Brief » Find how many lines in the entries below carry the word "example" and answer with only that figure.

Stored data:
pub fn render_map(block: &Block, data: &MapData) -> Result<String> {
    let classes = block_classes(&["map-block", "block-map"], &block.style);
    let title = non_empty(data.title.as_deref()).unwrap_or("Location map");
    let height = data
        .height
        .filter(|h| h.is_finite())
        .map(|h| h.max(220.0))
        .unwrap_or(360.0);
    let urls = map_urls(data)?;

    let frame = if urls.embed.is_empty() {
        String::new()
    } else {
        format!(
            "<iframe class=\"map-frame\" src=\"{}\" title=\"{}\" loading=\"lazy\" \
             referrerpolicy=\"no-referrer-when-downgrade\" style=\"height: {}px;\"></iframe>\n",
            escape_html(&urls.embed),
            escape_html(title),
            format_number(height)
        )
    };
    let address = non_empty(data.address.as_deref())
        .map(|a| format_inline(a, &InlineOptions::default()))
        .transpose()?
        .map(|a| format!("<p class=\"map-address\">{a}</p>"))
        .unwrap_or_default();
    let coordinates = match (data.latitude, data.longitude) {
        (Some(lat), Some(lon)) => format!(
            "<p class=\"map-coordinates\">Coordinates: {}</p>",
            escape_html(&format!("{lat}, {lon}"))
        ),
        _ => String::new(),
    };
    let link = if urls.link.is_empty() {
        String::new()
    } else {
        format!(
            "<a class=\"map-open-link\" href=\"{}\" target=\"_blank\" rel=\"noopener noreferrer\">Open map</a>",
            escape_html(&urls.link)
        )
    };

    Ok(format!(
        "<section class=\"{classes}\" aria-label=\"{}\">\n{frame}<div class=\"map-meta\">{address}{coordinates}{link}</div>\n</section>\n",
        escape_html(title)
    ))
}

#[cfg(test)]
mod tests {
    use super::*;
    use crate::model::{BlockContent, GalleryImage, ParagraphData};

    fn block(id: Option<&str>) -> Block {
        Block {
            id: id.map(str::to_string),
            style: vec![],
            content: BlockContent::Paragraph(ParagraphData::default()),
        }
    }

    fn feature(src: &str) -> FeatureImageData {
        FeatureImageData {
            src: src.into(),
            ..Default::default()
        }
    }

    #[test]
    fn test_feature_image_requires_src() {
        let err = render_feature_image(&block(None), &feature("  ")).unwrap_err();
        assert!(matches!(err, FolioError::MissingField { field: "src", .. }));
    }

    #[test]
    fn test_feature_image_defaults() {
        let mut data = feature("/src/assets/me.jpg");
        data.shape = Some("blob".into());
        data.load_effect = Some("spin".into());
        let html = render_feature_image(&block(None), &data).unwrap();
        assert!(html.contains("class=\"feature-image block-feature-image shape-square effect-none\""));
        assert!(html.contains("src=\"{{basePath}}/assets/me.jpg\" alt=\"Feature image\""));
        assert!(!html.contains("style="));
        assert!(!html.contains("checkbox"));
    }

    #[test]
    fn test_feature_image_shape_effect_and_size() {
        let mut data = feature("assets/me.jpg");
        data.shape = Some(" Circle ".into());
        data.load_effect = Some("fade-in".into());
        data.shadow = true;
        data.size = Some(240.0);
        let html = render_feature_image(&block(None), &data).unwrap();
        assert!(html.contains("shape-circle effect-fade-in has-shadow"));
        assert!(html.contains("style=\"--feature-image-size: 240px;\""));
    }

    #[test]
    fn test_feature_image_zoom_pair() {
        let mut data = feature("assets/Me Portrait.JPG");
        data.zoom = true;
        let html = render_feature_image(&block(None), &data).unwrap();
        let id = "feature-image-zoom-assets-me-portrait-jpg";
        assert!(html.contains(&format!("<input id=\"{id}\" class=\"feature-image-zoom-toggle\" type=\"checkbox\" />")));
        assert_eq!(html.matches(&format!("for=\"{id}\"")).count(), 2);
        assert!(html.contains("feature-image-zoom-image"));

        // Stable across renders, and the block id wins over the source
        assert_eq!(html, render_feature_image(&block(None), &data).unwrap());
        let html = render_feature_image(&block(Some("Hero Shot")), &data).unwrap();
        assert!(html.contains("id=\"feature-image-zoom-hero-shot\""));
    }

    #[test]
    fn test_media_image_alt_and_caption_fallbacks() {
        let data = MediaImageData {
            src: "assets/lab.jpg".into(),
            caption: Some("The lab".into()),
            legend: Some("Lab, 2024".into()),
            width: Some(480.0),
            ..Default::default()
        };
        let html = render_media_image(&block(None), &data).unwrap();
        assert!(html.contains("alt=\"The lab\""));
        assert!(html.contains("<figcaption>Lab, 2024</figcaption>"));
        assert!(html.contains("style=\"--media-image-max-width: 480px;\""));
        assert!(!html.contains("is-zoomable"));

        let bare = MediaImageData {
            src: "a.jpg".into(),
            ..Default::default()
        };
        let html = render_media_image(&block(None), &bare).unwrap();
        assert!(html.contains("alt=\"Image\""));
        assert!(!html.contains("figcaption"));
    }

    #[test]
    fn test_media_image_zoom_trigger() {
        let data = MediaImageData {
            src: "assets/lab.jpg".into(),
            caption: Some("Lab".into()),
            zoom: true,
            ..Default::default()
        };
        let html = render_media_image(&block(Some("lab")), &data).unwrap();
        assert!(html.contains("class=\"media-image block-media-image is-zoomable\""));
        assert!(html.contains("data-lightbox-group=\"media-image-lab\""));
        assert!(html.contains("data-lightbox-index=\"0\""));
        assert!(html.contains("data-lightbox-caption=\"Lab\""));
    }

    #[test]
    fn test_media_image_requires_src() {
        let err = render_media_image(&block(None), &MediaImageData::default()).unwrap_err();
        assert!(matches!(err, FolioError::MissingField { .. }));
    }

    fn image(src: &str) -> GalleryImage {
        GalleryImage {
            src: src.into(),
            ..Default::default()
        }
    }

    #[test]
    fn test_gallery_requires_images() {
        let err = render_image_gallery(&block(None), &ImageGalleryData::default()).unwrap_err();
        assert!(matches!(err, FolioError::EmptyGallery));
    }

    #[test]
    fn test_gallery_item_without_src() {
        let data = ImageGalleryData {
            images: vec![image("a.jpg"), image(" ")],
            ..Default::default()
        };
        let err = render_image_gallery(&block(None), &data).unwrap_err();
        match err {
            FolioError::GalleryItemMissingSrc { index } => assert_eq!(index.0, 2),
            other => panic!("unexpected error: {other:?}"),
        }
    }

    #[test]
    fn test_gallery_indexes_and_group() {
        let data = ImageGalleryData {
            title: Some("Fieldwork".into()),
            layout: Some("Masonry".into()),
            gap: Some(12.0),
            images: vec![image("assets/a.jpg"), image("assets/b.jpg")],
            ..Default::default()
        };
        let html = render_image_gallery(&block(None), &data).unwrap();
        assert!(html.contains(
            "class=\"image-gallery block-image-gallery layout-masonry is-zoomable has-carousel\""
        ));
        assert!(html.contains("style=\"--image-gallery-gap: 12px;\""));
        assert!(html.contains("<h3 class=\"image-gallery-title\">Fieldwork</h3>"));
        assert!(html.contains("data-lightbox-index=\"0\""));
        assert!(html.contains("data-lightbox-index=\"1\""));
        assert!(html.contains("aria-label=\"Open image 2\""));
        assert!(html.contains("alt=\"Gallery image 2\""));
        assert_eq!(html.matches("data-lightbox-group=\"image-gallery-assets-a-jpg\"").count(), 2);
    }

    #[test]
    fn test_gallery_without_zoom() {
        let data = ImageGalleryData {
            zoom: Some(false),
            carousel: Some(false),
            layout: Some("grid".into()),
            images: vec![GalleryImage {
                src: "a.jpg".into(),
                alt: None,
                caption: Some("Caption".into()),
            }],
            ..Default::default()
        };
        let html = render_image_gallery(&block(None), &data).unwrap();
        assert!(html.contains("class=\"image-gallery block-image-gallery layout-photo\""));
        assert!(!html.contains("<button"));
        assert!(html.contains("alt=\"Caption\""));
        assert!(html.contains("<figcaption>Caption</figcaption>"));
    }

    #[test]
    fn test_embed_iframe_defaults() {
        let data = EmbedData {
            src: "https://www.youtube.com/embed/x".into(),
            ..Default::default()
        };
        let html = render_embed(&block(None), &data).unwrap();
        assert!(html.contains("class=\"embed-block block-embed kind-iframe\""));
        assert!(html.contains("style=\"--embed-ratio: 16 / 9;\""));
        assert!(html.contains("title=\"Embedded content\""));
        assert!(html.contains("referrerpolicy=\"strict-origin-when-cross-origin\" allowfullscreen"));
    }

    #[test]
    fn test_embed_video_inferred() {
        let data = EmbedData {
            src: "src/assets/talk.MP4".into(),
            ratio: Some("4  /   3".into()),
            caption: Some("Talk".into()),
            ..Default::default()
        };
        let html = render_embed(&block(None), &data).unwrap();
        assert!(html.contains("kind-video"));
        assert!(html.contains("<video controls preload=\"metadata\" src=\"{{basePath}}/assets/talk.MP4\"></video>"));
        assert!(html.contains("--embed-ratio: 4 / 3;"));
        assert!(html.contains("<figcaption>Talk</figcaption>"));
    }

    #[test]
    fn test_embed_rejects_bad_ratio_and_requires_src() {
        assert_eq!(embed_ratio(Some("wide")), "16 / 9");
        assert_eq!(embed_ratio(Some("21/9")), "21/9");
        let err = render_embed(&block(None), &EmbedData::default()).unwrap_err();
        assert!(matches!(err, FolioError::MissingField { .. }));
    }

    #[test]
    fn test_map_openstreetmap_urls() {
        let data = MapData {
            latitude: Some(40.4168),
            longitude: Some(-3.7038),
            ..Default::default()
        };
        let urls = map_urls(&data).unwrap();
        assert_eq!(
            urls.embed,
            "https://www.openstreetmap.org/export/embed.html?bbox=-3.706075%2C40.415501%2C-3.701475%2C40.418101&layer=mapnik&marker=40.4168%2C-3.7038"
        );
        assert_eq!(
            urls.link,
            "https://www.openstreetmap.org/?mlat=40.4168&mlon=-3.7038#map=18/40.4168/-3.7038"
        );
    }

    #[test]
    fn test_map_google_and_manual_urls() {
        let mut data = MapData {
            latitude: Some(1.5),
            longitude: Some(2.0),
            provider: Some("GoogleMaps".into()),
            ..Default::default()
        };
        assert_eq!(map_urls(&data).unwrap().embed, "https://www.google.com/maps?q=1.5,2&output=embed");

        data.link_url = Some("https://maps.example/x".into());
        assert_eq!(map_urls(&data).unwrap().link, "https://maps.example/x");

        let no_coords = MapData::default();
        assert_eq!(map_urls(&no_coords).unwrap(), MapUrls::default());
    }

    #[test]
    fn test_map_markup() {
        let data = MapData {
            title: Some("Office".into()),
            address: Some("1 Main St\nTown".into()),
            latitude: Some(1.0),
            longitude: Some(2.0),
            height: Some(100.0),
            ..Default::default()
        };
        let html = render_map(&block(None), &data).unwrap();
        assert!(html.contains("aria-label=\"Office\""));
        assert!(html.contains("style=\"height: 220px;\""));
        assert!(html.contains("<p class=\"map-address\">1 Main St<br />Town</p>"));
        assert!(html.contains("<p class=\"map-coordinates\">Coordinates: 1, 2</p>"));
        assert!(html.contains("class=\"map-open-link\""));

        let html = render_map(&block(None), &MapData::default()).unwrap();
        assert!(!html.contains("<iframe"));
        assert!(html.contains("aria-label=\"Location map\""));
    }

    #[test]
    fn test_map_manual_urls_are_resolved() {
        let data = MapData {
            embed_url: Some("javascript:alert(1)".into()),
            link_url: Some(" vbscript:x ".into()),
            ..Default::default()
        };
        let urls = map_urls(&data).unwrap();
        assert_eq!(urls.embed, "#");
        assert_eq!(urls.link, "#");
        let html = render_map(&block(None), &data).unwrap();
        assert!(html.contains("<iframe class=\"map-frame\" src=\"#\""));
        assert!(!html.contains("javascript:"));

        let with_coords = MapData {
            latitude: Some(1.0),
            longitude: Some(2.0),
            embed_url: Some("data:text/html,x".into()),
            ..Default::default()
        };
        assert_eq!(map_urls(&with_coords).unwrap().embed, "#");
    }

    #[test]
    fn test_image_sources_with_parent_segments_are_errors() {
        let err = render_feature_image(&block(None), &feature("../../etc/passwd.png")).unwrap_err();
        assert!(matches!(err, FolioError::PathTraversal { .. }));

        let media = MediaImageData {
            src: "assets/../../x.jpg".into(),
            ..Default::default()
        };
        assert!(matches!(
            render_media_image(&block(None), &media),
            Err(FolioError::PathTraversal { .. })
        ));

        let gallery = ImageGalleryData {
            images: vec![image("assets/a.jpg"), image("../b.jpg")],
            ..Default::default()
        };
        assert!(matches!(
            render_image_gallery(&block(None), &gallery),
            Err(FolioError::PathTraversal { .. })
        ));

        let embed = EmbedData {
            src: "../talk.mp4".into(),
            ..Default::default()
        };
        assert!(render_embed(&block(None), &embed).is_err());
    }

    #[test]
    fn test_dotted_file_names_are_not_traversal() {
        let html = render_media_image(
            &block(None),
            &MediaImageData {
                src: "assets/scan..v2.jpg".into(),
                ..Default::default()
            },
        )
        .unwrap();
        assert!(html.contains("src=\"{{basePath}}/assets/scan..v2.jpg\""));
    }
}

Result of this task » 2